# [Required work]
Please give every entry again, exactly as it reads.

(Saved entries)
↓

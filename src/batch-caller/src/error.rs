use alloy::primitives::utils::UnitsError;
use alloy::primitives::{B256, U256};
use alloy::signers::k256::ecdsa;
use thiserror::Error;

pub type Result<T> = std::result::Result<T, Error>;

#[derive(Error, Debug)]
pub enum Error {
    #[error("signing key is not valid hex: {0}")]
    KeyEncoding(#[from] hex::FromHexError),
    #[error("invalid signing key: {0}")]
    SigningKey(#[from] ecdsa::Error),
    #[error("signer error: {0}")]
    Signer(#[from] alloy::signers::Error),
    #[error("invalid payment amount: {0}")]
    PaymentAmount(#[from] UnitsError),

    #[error("gas price {0} does not fit into u128")]
    GasPriceOverflow(U256),

    #[error("batch contains no calls")]
    EmptyBatch,
    #[error("batch value overflows U256")]
    ValueOverflow,
    #[error("insufficient balance: account holds {balance} wei, batch carries {required} wei")]
    InsufficientBalance { balance: U256, required: U256 },

    #[error("transaction not finalized {0}")]
    TransactionNotFinalized(B256),
    #[error("transaction {0} reverted")]
    TransactionReverted(B256),
}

↑

# [Answer for the task]
filename src/batch-caller/src/error.rs
use alloy::primitives::utils::UnitsError;
use alloy::primitives::{B256, U256};
use alloy::signers::k256::ecdsa;
use thiserror::Error;

pub type Result<T> = std::result::Result<T, Error>;

#[derive(Error, Debug)]
pub enum Error {
    #[error("signing key is not valid hex: {0}")]
    KeyEncoding(#[from] hex::FromHexError),
    #[error("invalid signing key: {0}")]
    SigningKey(#[from] ecdsa::Error),
    #[error("signer error: {0}")]
    Signer(#[from] alloy::signers::Error),
    #[error("invalid payment amount: {0}")]
    PaymentAmount(#[from] UnitsError),

    #[error("gas price {0} does not fit into u128")]
    GasPriceOverflow(U256),

    #[error("batch contains no calls")]
    EmptyBatch,
    #[error("batch value overflows U256")]
    ValueOverflow,
    #[error("insufficient balance: account holds {balance} wei, batch carries {required} wei")]
    InsufficientBalance { balance: U256, required: U256 },

    #[error("transaction not finalized {0}")]
    TransactionNotFinalized(B256),
    #[error("transaction {0} reverted")]
    TransactionReverted(B256),
}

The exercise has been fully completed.